My cardiologist has suggested that I may have reached the time to consider a myectomy.
I am currently seeing Dr. Naidu in Long Island and I have a follow up consult with Dr. Sherrid who originally diagnosed me some 8 years ago. After some aggressive medical treatment that explored various dosages of metoprolol and norpace, and after reviewing my last echo, Dr. Naidu declared that he was not really seeing any benefit to this route and wanted me to talk to Dr. Dearani at Mayo. (I believe that something about the mid-ventricular location of my obstruction makes the question of surgery a bit of a challenge – not exactly sure why –doesn’t it always seem to go that you remember the important questions AFTER the doctor appointment – I’ll have a chance to pursue this with Sherrid…)
It is possible that things will be much clearer once the others weigh in – but for now I am wrestling with several aspects of this decision.
One is the subjective nature of the decision.

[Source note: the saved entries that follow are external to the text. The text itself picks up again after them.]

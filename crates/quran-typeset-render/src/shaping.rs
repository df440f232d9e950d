use core::fmt;
use std::collections::HashMap;
use std::fs;
use std::path::Path;
use std::sync::Arc;

use quran_typeset::markers::{is_left_to_right_word, PROSTRATION_MARK};
use serde::{Deserialize, Serialize};
use smallvec::SmallVec;

/// Text direction of a shaped run.
#[derive(Clone, Copy, Debug, PartialEq, Eq, Hash, Serialize, Deserialize)]
pub enum Direction {
    LeftToRight,
    RightToLeft,
}

impl Direction {
    /// Direction used for a whole word: verse numbers and digit-only words run
    /// left-to-right, everything else right-to-left.
    pub fn for_word(word: &str) -> Self {
        if is_left_to_right_word(word) {
            Self::LeftToRight
        } else {
            Self::RightToLeft
        }
    }
}

/// Positioned glyph in visual (left-to-right) order.
#[derive(Clone, Copy, Debug, PartialEq, Serialize, Deserialize)]
pub struct Glyph {
    /// Glyph identifier in the shaping font.
    pub id: u32,
    /// Offset from the pen position.
    pub x_offset: f64,
    pub y_offset: f64,
    /// Pen advance after the glyph.
    pub advance: f64,
}

/// Glyphs and total advance of one shaped word.
#[derive(Clone, Debug, PartialEq, Serialize, Deserialize)]
pub struct ShapedRun {
    pub glyphs: SmallVec<[Glyph; 8]>,
    pub advance: f64,
    pub direction: Direction,
}

/// Shaping failure.
#[derive(Clone, Debug, PartialEq, Eq)]
pub struct ShapeError {
    pub message: Box<str>,
    pub text: Option<Box<str>>,
}

impl ShapeError {
    pub fn new(message: impl Into<String>) -> Self {
        Self {
            message: message.into().into_boxed_str(),
            text: None,
        }
    }

    pub fn with_text(mut self, text: &str) -> Self {
        self.text = Some(text.into());
        self
    }
}

impl fmt::Display for ShapeError {
    fn fmt(&self, f: &mut fmt::Formatter<'_>) -> fmt::Result {
        match &self.text {
            Some(text) => write!(f, "shaping '{}': {}", text, self.message),
            None => write!(f, "shaping: {}", self.message),
        }
    }
}

impl std::error::Error for ShapeError {}

/// Converts a word into glyphs and an advance width.
///
/// Implementations must be deterministic: the same text and direction always
/// yields the same run.
pub trait Shaper: Send + Sync {
    fn shape(&self, text: &str, direction: Direction) -> Result<ShapedRun, ShapeError>;
}

/// Font-free shaper with per-character em widths.
///
/// Glyph ids are the characters' scalar values. Arabic combining marks have
/// no advance.
#[derive(Clone, Copy, Debug, PartialEq)]
pub struct HeuristicShaper {
    pub font_size: f64,
}

impl HeuristicShaper {
    pub fn new(font_size: f64) -> Self {
        Self { font_size }
    }
}

impl Shaper for HeuristicShaper {
    fn shape(&self, text: &str, direction: Direction) -> Result<ShapedRun, ShapeError> {
        let mut glyphs: SmallVec<[Glyph; 8]> = text
            .chars()
            .map(|ch| Glyph {
                id: ch as u32,
                x_offset: 0.0,
                y_offset: 0.0,
                advance: glyph_em_width(ch) * self.font_size,
            })
            .collect();
        if direction == Direction::RightToLeft {
            glyphs.reverse();
        }
        let advance = glyphs.iter().map(|g| g.advance).sum();
        Ok(ShapedRun {
            glyphs,
            advance,
            direction,
        })
    }
}

fn is_arabic_mark(ch: char) -> bool {
    matches!(ch,
        '\u{0610}'..='\u{061A}'
        | '\u{064B}'..='\u{065F}'
        | '\u{0670}'
        | '\u{06D6}'..='\u{06DC}'
        | '\u{06DF}'..='\u{06E4}'
        | '\u{06E7}'..='\u{06E8}'
        | '\u{06EA}'..='\u{06ED}')
}

fn glyph_em_width(ch: char) -> f64 {
    match ch {
        ' ' | '\u{00A0}' => 0.32,
        '(' | ')' | '[' | ']' => 0.30,
        '\u{0640}' => 0.30,
        '\u{06DD}' => 1.00,
        '\u{06DE}' | '\u{06E9}' => 0.90,
        '\u{FDFD}' => 4.20,
        c if is_arabic_mark(c) => 0.0,
        c if c.is_ascii_digit() => 0.52,
        '\u{0660}'..='\u{0669}' => 0.52,
        c if c.is_ascii_punctuation() => 0.42,
        c if c.is_whitespace() => 0.32,
        _ => 0.56,
    }
}

/// Shaper running OpenType shaping through `harfrust`.
///
/// Words are shaped as Arabic (script `Arab`, language `ar`) so joining forms,
/// ligatures and mark positioning come from the font's GSUB/GPOS tables. The
/// resulting glyphs are already in visual order.
#[derive(Clone)]
pub struct FontShaper {
    data: Arc<[u8]>,
    index: u32,
    font_size: f64,
}

impl fmt::Debug for FontShaper {
    fn fmt(&self, f: &mut fmt::Formatter<'_>) -> fmt::Result {
        f.debug_struct("FontShaper")
            .field("bytes", &self.data.len())
            .field("index", &self.index)
            .field("font_size", &self.font_size)
            .finish()
    }
}

impl FontShaper {
    /// Validate and keep font data.
    pub fn from_bytes(data: Vec<u8>, index: u32, font_size: f64) -> Result<Self, ShapeError> {
        harfrust::FontRef::from_index(&data, index)
            .map_err(|err| ShapeError::new(format!("invalid font data: {}", err)))?;
        Ok(Self {
            data: Arc::from(data),
            index,
            font_size,
        })
    }

    pub fn from_file(path: &Path, font_size: f64) -> Result<Self, ShapeError> {
        let data = fs::read(path)
            .map_err(|err| ShapeError::new(format!("reading {}: {}", path.display(), err)))?;
        Self::from_bytes(data, 0, font_size)
    }
}

impl Shaper for FontShaper {
    fn shape(&self, text: &str, direction: Direction) -> Result<ShapedRun, ShapeError> {
        let font = harfrust::FontRef::from_index(&self.data, self.index)
            .map_err(|err| ShapeError::new(err.to_string()).with_text(text))?;
        let shaper_data = harfrust::ShaperData::new(&font);
        let shaper = shaper_data.shaper(&font).build();
        let units_per_em = f64::from(shaper.units_per_em());
        if units_per_em <= 0.0 {
            return Err(ShapeError::new("font reports zero units per em").with_text(text));
        }
        let scale = self.font_size / units_per_em;

        let mut buffer = harfrust::UnicodeBuffer::new();
        buffer.push_str(text);
        buffer.set_direction(match direction {
            Direction::LeftToRight => harfrust::Direction::LeftToRight,
            Direction::RightToLeft => harfrust::Direction::RightToLeft,
        });
        buffer.set_script(harfrust::script::ARABIC);
        if let Ok(language) = "ar".parse::<harfrust::Language>() {
            buffer.set_language(language);
        }
        let shaped = shaper.shape(buffer, &[]);

        let glyphs: SmallVec<[Glyph; 8]> = shaped
            .glyph_infos()
            .iter()
            .zip(shaped.glyph_positions())
            .map(|(info, pos)| {
                if info.glyph_id == 0 {
                    log::debug!("No glyph for cluster {} of '{}'", info.cluster, text);
                }
                Glyph {
                    id: info.glyph_id,
                    x_offset: f64::from(pos.x_offset) * scale,
                    y_offset: f64::from(pos.y_offset) * scale,
                    advance: f64::from(pos.x_advance) * scale,
                }
            })
            .collect();
        let advance = glyphs.iter().map(|g| g.advance).sum();
        Ok(ShapedRun {
            glyphs,
            advance,
            direction,
        })
    }
}

/// A shaped word ready to become a box.
#[derive(Clone, Debug, PartialEq)]
pub struct ShapedWord {
    pub text: String,
    pub run: Arc<ShapedRun>,
    /// Marks the start of a quarter.
    pub quarter: bool,
    /// Carries the prostration sign.
    pub prostration: bool,
}

impl ShapedWord {
    pub fn width(&self) -> f64 {
        self.run.advance
    }

    /// Invisible zero-width word that only carries the quarter flag.
    pub fn quarter_marker() -> Self {
        Self {
            text: String::new(),
            run: Arc::new(ShapedRun {
                glyphs: SmallVec::new(),
                advance: 0.0,
                direction: Direction::RightToLeft,
            }),
            quarter: true,
            prostration: false,
        }
    }

    pub fn has_marker(&self) -> bool {
        self.quarter || self.prostration
    }
}

/// Memoizing front end to a [`Shaper`], scoped to one document run.
pub struct ShapeCache {
    shaper: Arc<dyn Shaper>,
    runs: HashMap<String, Arc<ShapedRun>>,
    hits: usize,
}

impl fmt::Debug for ShapeCache {
    fn fmt(&self, f: &mut fmt::Formatter<'_>) -> fmt::Result {
        f.debug_struct("ShapeCache")
            .field("entries", &self.runs.len())
            .field("hits", &self.hits)
            .finish()
    }
}

impl ShapeCache {
    pub fn new(shaper: Arc<dyn Shaper>) -> Self {
        Self {
            shaper,
            runs: HashMap::new(),
            hits: 0,
        }
    }

    /// Shape `text`, reusing an earlier run for the same string.
    pub fn run(&mut self, text: &str) -> Result<Arc<ShapedRun>, ShapeError> {
        if let Some(run) = self.runs.get(text) {
            self.hits += 1;
            return Ok(Arc::clone(run));
        }
        log::debug!("Shaping '{}'", text);
        let run = Arc::new(self.shaper.shape(text, Direction::for_word(text))?);
        self.runs.insert(text.to_string(), Arc::clone(&run));
        Ok(run)
    }

    /// Shape one word and flag prostration markers.
    pub fn shape_word(&mut self, word: &str) -> Result<ShapedWord, ShapeError> {
        if word.is_empty() {
            return Err(ShapeError::new("empty word"));
        }
        let run = self.run(word)?;
        Ok(ShapedWord {
            text: word.to_string(),
            run,
            quarter: false,
            prostration: word.starts_with(PROSTRATION_MARK),
        })
    }

    /// Natural width of an inter-word space.
    pub fn space_width(&mut self) -> Result<f64, ShapeError> {
        Ok(self.run(" ")?.advance)
    }

    /// Distinct strings shaped so far.
    pub fn len(&self) -> usize {
        self.runs.len()
    }

    pub fn is_empty(&self) -> bool {
        self.runs.is_empty()
    }

    /// Lookups answered from the cache.
    pub fn hits(&self) -> usize {
        self.hits
    }
}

Is the decision to have surgery or not based on objective criteria – on the numbers? Or is it based on my complaints about how much my condition is impacting my lifestyle?
Based on the numbers – I believe my echo shows a dramatic and significant obstruction - 2.4 cm. (“severe mid-ventricular obstruction, with ejection into apex as well as outflow tract…severely hypokinetic/akinetic”).
I read a lot of discussion about gradient. How is gradient measured – is that only after an angiogram? At one point I thought he threw out the number 36-40mmHG from an echo – is that my gradient? Not sure how that figures in. I have an ICD and it shows frequent SVT’s and an occasional VT but none of any significant duration. I have no problem with my lungs or mitral valve. He does seem to be concerned about the pooling of blood and the potential for a clot or aneurism but so far close attention has not seen evidence of either.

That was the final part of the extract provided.